**PROBLEM DESCRIPTION:**
When the line containing "pub fn without_value(name: impl" is found in the data below, copy it and each line after it through the line containing "pub fn with_version(mut", exactly and with no others.

======== GIVEN DATA

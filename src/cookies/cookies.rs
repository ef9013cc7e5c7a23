//! Cookie core types.
//!
//! This module defines the [`Cookie`] record consumed by the processors and the
//! type-erased [`CookieProcessorHandle`] used to share a processor between threads.
//!
//! # Concurrency model
//! - [`CookieProcessorHandle`] is `Arc<dyn CookieProcessor + Send + Sync>`.
//!   - Processors hold only their frozen configuration, so no lock is needed.
//!     Clone the handle into every thread or task that generates headers.
//!
//! ```rust
//! use gosub_cookies::cookies::Cookie;
//!
//! let c = Cookie::new("session", "abc123").with_version(1);
//! assert_eq!(c.value_or_empty(), "abc123");
//!
//! let empty = Cookie::without_value("session");
//! assert_eq!(empty.value_or_empty(), "");
//! ```

use crate::cookies::CookieProcessor;
use serde::{Deserialize, Serialize};
use std::sync::Arc;

/// A handle to a cookie processor trait.
///
/// This is a reference-counted pointer to a type-erased [`CookieProcessor`].
/// Typically built once from a
/// [`CookieProcessorConfig`](crate::config::CookieProcessorConfig) and then cloned.
pub type CookieProcessorHandle = Arc<dyn CookieProcessor + Send + Sync>;

/// A cookie as handed to a processor for header generation.
///
/// Only the fields that take part in generating the `name=value` fragment are
/// modeled here.
#[derive(Debug, Clone, PartialEq, Eq, Serialize, Deserialize)]
pub struct Cookie {
    /// Cookie name (case-sensitive).
    ///
    /// Must already be a valid token. It is written verbatim and never quoted or escaped.
    pub name: String,

    /// Raw cookie value. `None` means no value was set and is rendered like an empty value.
    #[serde(default)]
    pub value: Option<String>,

    /// Minimum cookie version requested by the caller (0 or 1 in practice).
    ///
    /// The legacy processor may raise this, it never lowers it.
    #[serde(default)]
    pub version: u32,
}

impl Cookie {
    /// Creates a version 0 cookie with the given value.
    pub fn new(name: impl Into<String>, value: impl Into<String>) -> Self {
        Self {
            name: name.into(),
            value: Some(value.into()),
            version: 0,
        }
    }

    /// Creates a version 0 cookie without a value.
    pub fn without_value(name: impl Into<String>) -> Self {
        Self {
            name: name.into(),
            value: None,
            version: 0,
        }
    }

    pub fn with_version(mut self, version: u32) -> Self {
        self.version = version;
        self
    }

    /// Returns the value, or `""` when absent.
    pub fn value_or_empty(&self) -> &str {
        self.value.as_deref().unwrap_or_default()
    }
}

#[cfg(test)]
mod tests {
    use super::*;

    #[test]
    fn deserialize_without_value_or_version() {
        let cookie: Cookie = serde_json::from_str(r#"{"name": "foo"}"#).unwrap();
        assert_eq!(cookie, Cookie::without_value("foo"));
        assert_eq!(cookie.version, 0);
        assert_eq!(cookie.value_or_empty(), "");
    }

    #[test]
    fn with_version_keeps_value() {
        let cookie = Cookie::new("foo", "bar").with_version(1);
        assert_eq!(cookie.value.as_deref(), Some("bar"));
        assert_eq!(cookie.version, 1);
    }
}
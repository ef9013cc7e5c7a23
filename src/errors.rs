#[derive(Debug, thiserror::Error)]
pub enum CookieError {
    #[error("Invalid character {character:?} at position {position} in value of cookie '{name}'")]
    InvalidValue {
        name: String,
        character: char,
        position: usize,
    },

    #[error("Generated cookie header is not a valid header value: {0}")]
    InvalidHeaderValue(#[from] http::header::InvalidHeaderValue),
}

================

**EXERCISE SOLUTION:**
    pub fn without_value(name: impl Into<String>) -> Self {
        Self {
            name: name.into(),
            value: None,
            version: 0,
        }
    }

    pub fn with_version(mut self, version: u32) -> Self {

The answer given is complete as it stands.